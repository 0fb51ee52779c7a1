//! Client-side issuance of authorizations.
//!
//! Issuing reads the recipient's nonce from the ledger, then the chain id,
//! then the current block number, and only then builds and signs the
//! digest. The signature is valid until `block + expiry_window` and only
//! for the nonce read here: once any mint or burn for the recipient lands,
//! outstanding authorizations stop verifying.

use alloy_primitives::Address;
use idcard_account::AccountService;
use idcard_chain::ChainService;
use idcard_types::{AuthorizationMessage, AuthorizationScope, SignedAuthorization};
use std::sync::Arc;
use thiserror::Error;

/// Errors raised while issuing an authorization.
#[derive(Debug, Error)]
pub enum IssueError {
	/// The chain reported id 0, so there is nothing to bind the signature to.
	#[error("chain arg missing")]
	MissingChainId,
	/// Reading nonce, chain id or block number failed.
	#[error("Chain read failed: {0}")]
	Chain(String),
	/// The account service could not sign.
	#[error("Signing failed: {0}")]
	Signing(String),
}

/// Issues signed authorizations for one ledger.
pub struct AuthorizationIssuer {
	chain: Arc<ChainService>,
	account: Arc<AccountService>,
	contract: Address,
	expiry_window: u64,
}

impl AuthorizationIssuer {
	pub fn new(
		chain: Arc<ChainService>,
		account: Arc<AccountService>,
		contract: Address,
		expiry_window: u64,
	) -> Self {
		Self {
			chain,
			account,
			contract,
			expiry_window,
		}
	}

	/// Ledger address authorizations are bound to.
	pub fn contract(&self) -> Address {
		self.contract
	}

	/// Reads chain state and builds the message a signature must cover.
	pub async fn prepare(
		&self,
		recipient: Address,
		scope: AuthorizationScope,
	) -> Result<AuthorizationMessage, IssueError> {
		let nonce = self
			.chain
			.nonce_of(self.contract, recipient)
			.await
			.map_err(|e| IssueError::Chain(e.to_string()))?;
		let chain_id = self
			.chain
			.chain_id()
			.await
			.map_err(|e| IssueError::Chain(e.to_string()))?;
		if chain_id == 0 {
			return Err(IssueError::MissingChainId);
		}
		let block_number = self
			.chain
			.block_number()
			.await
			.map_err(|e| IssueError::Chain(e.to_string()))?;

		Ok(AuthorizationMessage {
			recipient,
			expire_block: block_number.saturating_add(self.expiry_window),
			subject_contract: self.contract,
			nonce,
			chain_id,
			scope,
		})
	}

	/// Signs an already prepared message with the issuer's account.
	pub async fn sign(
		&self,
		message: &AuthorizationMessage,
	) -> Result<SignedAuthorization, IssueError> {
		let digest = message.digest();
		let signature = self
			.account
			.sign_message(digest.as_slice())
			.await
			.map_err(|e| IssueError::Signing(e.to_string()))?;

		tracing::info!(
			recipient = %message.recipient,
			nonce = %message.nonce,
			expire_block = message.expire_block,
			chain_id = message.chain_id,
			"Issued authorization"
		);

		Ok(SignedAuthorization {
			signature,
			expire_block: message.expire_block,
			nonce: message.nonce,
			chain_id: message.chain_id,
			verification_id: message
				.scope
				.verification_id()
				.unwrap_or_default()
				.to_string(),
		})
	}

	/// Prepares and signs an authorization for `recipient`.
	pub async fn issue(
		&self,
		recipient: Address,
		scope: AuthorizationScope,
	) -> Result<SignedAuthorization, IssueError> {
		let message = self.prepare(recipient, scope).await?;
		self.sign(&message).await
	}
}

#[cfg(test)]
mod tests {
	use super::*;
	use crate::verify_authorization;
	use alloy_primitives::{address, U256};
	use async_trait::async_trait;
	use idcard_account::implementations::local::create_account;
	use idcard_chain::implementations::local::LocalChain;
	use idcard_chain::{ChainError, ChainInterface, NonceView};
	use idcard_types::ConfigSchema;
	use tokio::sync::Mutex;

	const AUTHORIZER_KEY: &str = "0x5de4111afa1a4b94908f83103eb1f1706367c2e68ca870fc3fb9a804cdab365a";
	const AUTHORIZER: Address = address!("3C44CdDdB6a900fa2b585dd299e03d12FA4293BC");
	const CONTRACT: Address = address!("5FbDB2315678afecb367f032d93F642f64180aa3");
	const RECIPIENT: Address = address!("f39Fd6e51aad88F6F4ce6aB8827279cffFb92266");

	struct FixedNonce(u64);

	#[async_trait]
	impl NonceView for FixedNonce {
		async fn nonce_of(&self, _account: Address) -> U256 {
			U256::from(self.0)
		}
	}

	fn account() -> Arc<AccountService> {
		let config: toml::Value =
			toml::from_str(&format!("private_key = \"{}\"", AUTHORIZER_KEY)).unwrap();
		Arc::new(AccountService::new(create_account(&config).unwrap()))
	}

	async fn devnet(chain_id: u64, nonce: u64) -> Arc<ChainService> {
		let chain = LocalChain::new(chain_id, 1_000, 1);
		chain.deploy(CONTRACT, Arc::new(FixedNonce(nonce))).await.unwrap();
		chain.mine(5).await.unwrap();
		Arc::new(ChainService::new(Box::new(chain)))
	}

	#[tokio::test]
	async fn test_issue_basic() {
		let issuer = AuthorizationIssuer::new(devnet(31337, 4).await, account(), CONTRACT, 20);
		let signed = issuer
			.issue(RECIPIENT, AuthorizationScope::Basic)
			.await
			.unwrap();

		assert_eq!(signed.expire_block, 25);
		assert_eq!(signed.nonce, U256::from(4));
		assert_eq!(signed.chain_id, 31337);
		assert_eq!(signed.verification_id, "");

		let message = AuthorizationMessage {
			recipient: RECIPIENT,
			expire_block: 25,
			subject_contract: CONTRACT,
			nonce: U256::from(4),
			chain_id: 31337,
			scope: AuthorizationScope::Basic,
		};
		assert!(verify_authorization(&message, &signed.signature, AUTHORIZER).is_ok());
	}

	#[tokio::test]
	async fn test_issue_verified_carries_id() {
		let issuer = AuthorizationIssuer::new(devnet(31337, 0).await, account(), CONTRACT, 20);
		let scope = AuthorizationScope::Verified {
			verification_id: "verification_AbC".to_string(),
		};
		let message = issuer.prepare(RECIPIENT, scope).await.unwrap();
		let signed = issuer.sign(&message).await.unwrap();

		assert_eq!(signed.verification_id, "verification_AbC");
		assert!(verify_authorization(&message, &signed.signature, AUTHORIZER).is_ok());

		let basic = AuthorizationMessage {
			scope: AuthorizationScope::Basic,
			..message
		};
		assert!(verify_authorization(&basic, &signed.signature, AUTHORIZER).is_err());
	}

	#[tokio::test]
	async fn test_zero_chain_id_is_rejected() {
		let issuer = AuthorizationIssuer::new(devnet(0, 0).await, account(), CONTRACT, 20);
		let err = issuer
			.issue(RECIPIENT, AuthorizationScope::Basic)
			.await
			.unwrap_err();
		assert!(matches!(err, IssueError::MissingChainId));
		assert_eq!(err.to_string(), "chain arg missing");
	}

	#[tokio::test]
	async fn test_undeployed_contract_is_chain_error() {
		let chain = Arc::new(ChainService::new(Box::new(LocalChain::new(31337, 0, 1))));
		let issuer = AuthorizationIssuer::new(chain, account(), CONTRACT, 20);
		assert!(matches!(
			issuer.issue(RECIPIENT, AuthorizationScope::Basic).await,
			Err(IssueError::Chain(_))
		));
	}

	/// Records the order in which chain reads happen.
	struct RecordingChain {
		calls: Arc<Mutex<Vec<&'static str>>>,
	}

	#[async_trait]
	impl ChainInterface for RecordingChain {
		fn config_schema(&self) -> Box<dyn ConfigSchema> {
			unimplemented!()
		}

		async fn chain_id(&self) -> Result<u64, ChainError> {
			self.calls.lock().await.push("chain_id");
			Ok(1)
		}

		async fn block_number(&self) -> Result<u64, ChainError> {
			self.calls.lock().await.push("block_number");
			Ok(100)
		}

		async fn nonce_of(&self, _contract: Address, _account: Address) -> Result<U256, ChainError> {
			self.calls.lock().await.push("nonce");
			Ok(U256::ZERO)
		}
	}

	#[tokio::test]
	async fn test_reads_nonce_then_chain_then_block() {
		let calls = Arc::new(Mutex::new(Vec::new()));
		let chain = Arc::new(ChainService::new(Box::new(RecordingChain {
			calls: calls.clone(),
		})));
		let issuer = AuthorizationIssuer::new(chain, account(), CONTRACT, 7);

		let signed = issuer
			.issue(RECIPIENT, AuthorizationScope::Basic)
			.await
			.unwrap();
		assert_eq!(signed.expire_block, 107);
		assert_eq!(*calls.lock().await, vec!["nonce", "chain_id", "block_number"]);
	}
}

...

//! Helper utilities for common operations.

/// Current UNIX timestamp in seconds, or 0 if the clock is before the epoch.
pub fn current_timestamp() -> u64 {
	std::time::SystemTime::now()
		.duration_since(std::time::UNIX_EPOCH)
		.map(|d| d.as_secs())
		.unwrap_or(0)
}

Your goal: In the records above, some lines may contain the word "toml"; copy every one of them.

Expected answer:
		let config: toml::Value =
			toml::from_str(&format!("private_key = \"{}\"", AUTHORIZER_KEY)).unwrap();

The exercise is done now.